> **Activity**
Report every line from the following entries that contains the string "this".

Stored items from a collection:
================

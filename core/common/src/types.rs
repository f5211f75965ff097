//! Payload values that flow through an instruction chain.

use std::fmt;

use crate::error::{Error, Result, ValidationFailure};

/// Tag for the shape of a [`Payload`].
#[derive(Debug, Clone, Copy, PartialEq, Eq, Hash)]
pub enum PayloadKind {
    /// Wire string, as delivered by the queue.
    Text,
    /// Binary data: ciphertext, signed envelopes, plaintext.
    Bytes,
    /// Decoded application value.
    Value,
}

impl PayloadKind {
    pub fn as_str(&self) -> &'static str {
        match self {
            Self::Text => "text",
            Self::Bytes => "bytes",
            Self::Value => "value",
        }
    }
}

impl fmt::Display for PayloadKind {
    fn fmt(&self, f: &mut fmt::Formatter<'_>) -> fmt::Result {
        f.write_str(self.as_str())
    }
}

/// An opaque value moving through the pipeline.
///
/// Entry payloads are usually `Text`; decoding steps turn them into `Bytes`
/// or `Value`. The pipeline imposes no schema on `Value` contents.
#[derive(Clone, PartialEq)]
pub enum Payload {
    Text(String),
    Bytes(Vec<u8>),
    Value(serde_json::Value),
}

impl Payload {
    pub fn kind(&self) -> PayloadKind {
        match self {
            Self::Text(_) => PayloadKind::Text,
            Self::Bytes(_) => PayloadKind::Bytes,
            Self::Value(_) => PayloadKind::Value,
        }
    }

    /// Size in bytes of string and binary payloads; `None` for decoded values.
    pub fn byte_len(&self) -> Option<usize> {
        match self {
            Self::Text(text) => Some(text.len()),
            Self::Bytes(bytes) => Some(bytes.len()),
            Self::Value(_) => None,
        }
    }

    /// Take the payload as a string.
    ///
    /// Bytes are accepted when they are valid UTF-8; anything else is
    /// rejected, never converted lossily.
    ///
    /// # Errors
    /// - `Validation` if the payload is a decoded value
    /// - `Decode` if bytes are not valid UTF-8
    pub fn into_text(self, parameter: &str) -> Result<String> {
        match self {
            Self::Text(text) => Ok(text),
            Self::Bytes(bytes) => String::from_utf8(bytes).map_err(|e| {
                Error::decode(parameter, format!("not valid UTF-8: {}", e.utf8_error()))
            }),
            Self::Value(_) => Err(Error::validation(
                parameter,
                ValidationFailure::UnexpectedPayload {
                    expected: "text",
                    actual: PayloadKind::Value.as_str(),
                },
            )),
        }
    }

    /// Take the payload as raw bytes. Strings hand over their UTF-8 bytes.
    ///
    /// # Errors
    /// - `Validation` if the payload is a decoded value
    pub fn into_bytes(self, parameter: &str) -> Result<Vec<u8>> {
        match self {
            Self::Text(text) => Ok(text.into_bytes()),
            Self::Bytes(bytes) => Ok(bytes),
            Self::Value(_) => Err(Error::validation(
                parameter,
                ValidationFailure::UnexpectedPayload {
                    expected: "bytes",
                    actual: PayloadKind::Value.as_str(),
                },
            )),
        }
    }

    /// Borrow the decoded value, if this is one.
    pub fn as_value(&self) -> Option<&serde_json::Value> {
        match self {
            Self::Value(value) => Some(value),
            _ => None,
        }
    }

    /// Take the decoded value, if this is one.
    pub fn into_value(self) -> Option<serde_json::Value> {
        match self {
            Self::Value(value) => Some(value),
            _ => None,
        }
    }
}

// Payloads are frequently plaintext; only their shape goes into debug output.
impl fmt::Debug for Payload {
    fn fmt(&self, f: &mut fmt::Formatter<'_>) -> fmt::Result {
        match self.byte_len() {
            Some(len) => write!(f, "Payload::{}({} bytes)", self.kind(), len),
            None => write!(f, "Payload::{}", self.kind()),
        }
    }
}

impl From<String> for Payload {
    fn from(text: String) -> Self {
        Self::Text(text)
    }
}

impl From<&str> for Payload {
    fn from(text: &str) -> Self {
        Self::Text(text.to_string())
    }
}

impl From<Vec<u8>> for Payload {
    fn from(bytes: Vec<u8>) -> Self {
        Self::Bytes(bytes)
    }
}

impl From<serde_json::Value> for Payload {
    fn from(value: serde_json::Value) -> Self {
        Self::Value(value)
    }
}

================

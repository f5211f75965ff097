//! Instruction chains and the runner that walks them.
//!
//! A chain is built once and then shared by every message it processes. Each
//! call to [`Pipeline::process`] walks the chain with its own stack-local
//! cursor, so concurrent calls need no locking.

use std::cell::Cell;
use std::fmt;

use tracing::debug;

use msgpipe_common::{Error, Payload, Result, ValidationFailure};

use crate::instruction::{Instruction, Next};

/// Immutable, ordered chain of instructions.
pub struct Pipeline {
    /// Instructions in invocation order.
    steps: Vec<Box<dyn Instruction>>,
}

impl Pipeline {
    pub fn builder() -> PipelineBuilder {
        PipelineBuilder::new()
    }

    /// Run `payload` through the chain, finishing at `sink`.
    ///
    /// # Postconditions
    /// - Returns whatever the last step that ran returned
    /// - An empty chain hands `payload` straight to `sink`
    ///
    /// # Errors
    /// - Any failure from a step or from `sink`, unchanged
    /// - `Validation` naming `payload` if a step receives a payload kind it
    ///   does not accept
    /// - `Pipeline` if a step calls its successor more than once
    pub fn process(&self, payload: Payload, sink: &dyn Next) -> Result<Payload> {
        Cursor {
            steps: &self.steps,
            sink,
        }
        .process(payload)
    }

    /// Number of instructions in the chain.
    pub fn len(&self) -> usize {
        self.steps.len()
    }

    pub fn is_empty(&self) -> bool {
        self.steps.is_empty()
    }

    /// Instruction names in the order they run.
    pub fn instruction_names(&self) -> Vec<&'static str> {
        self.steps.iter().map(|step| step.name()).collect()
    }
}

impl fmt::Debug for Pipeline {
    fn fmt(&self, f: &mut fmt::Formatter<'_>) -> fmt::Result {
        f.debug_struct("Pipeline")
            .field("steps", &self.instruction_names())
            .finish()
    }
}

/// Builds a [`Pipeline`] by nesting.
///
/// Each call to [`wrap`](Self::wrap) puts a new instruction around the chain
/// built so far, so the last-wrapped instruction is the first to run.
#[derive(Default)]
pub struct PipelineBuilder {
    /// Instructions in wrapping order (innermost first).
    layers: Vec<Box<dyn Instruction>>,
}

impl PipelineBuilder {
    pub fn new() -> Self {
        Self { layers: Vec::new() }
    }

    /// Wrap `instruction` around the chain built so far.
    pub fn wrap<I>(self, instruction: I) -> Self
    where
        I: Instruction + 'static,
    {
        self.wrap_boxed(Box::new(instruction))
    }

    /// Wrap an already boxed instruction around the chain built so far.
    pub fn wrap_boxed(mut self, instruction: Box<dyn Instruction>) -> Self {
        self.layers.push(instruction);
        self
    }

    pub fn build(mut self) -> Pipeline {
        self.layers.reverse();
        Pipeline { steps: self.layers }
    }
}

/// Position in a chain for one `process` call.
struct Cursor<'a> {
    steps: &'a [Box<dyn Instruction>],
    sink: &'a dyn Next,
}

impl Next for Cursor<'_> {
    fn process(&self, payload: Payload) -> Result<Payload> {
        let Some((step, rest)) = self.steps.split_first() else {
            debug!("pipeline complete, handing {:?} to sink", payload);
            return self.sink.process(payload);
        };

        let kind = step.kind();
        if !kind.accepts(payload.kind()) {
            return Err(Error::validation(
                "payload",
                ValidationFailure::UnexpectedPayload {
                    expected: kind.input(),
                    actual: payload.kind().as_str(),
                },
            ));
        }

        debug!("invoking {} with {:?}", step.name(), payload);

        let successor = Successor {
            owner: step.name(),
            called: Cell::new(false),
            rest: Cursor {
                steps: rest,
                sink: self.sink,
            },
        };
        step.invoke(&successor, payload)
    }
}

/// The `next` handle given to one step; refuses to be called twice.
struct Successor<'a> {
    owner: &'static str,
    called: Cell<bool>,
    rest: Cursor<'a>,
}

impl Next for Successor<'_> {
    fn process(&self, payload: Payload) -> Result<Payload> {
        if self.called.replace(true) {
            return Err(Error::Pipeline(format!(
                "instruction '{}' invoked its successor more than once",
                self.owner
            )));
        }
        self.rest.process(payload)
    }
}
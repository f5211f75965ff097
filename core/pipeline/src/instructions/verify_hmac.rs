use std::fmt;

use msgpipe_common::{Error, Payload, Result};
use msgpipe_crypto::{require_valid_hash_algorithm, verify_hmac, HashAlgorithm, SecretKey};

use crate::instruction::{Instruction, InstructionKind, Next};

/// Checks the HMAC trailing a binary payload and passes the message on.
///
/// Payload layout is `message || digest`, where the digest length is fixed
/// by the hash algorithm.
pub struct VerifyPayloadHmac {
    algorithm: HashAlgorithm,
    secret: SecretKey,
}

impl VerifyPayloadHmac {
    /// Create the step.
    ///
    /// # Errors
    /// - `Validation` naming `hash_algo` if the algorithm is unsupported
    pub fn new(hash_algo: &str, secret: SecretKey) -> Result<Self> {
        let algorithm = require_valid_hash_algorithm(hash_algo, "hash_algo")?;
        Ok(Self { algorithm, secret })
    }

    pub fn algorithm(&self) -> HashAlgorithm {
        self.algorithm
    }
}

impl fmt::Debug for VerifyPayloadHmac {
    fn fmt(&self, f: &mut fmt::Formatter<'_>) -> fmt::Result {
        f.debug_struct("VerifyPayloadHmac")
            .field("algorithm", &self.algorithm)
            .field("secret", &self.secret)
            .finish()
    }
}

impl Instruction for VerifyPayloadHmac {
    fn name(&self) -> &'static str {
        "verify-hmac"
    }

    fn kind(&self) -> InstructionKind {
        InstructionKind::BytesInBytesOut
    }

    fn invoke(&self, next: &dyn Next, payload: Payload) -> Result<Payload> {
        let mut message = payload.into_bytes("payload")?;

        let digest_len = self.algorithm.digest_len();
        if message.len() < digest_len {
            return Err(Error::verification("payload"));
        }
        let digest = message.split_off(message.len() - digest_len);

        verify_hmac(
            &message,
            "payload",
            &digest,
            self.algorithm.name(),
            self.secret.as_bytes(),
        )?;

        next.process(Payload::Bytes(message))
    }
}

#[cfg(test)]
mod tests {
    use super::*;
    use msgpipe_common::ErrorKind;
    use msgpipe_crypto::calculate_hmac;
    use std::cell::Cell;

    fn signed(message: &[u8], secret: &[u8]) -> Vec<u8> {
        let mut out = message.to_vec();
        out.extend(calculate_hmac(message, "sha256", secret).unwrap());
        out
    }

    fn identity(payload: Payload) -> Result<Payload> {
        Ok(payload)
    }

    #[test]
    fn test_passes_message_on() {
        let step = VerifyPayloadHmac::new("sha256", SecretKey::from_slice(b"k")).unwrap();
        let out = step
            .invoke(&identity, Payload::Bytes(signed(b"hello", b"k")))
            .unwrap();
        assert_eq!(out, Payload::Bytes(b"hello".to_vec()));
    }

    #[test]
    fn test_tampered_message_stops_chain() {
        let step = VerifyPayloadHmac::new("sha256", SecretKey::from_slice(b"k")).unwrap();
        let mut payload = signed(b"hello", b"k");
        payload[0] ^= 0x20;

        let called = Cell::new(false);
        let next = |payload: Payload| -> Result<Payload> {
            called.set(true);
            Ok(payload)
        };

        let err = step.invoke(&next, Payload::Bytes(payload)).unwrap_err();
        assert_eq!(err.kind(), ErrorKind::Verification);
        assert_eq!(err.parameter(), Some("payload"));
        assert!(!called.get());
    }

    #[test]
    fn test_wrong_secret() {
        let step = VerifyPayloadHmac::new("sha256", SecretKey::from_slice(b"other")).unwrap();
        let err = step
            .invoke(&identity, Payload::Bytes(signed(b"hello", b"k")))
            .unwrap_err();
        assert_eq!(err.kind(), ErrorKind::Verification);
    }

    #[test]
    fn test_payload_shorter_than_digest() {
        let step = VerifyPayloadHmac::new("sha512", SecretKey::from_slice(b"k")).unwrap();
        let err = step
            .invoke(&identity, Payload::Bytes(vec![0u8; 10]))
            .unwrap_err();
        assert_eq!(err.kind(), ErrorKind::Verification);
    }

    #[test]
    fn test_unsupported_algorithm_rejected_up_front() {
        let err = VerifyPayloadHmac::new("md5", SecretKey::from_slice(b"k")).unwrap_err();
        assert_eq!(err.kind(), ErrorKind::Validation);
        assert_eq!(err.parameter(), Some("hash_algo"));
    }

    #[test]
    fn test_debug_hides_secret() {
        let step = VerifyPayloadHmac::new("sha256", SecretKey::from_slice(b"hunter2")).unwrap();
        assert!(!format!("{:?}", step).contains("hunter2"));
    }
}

================

> **Answer area**
    /// Borrow the decoded value, if this is one.
    /// Take the decoded value, if this is one.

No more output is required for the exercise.